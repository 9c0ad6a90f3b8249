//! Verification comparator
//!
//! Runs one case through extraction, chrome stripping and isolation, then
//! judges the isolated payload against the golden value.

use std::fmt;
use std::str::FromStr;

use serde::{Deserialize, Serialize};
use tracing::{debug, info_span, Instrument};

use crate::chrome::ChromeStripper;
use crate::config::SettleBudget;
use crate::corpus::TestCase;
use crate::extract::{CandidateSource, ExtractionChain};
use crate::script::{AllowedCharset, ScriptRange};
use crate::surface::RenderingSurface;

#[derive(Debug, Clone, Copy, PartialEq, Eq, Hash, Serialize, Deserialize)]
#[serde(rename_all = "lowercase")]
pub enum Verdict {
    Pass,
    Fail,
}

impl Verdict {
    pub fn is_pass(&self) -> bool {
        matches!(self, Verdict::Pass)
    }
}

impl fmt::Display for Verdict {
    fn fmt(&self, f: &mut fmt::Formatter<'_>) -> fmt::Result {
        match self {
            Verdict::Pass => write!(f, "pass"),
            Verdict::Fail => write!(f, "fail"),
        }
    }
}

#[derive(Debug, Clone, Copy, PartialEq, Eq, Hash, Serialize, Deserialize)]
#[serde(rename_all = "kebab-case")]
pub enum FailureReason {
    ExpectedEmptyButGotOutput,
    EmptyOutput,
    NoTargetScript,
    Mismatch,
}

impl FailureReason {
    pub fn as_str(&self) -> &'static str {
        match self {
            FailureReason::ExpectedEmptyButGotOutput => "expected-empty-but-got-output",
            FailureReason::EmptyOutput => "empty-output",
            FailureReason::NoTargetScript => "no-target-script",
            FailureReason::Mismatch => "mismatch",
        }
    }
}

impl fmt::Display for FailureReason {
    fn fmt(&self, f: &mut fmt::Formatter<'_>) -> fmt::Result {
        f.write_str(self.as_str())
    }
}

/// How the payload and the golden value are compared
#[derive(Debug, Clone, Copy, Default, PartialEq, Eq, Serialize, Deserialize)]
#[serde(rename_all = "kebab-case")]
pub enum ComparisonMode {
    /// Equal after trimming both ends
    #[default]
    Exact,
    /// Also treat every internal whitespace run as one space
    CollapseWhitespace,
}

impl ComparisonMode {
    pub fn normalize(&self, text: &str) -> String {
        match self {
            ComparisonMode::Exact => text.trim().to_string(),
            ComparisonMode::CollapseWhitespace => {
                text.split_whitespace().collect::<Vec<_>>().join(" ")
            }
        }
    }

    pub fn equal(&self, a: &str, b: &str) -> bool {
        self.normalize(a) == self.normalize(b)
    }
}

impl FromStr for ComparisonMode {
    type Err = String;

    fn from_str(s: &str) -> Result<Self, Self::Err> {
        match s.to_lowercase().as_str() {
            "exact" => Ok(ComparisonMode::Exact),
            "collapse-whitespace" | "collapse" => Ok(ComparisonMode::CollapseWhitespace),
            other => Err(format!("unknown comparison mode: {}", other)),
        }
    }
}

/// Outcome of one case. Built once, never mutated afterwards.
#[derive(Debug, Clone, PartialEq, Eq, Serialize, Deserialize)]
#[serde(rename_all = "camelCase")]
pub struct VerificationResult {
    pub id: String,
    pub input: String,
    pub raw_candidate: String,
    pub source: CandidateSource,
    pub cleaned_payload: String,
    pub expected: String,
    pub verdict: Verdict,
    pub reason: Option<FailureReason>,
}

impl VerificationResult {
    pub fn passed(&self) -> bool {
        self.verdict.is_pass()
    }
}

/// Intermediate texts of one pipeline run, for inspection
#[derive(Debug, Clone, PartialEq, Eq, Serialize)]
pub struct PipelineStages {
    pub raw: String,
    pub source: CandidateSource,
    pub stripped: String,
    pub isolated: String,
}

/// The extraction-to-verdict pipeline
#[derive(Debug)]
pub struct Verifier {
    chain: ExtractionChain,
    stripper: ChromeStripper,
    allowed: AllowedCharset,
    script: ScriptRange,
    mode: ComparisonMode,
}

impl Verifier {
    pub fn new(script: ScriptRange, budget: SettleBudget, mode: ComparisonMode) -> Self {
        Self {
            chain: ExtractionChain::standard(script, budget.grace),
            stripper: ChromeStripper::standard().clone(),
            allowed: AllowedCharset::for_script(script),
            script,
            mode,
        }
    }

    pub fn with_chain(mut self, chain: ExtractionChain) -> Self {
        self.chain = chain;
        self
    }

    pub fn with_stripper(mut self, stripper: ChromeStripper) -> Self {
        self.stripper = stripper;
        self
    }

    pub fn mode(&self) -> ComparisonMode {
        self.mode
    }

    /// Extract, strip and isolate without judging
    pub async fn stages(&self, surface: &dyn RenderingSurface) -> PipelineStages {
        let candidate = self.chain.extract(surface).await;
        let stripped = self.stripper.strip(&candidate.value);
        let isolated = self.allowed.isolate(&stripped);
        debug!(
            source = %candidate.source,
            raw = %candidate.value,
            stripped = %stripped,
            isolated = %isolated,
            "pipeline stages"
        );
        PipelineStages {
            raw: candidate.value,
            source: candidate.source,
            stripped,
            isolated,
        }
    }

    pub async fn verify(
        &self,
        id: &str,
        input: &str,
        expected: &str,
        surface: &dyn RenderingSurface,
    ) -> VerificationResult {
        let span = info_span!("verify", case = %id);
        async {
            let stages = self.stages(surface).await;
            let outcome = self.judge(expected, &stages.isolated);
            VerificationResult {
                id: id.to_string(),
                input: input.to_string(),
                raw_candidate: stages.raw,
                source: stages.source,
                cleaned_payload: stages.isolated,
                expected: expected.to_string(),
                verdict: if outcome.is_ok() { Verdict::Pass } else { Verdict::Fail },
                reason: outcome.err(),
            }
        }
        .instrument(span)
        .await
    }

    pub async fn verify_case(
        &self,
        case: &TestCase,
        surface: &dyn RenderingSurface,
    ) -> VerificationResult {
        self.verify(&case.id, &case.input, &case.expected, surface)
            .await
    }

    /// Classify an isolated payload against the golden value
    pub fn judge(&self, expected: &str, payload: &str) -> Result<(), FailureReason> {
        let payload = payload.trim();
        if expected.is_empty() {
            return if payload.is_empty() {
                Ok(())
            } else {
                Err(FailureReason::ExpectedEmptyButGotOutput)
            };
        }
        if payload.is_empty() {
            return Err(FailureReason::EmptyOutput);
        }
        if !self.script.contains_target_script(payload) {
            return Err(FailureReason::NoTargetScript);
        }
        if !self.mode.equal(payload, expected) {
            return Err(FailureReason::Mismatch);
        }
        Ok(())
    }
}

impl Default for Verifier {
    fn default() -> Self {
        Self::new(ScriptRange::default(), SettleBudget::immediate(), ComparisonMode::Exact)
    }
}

*WHAT IS BEING ASKED*. Everything in the material above from the line that has "pub fn with_chain(mut" through the line that has "let stripped = self.stripper.strip(&candidate.value);" must be duplicated exactly, with no other lines given.

*ANSWER SECTION*.
    pub fn with_chain(mut self, chain: ExtractionChain) -> Self {
        self.chain = chain;
        self
    }

    pub fn with_stripper(mut self, stripper: ChromeStripper) -> Self {
        self.stripper = stripper;
        self
    }

    pub fn mode(&self) -> ComparisonMode {
        self.mode
    }

    /// Extract, strip and isolate without judging
    pub async fn stages(&self, surface: &dyn RenderingSurface) -> PipelineStages {
        let candidate = self.chain.extract(surface).await;
        let stripped = self.stripper.strip(&candidate.value);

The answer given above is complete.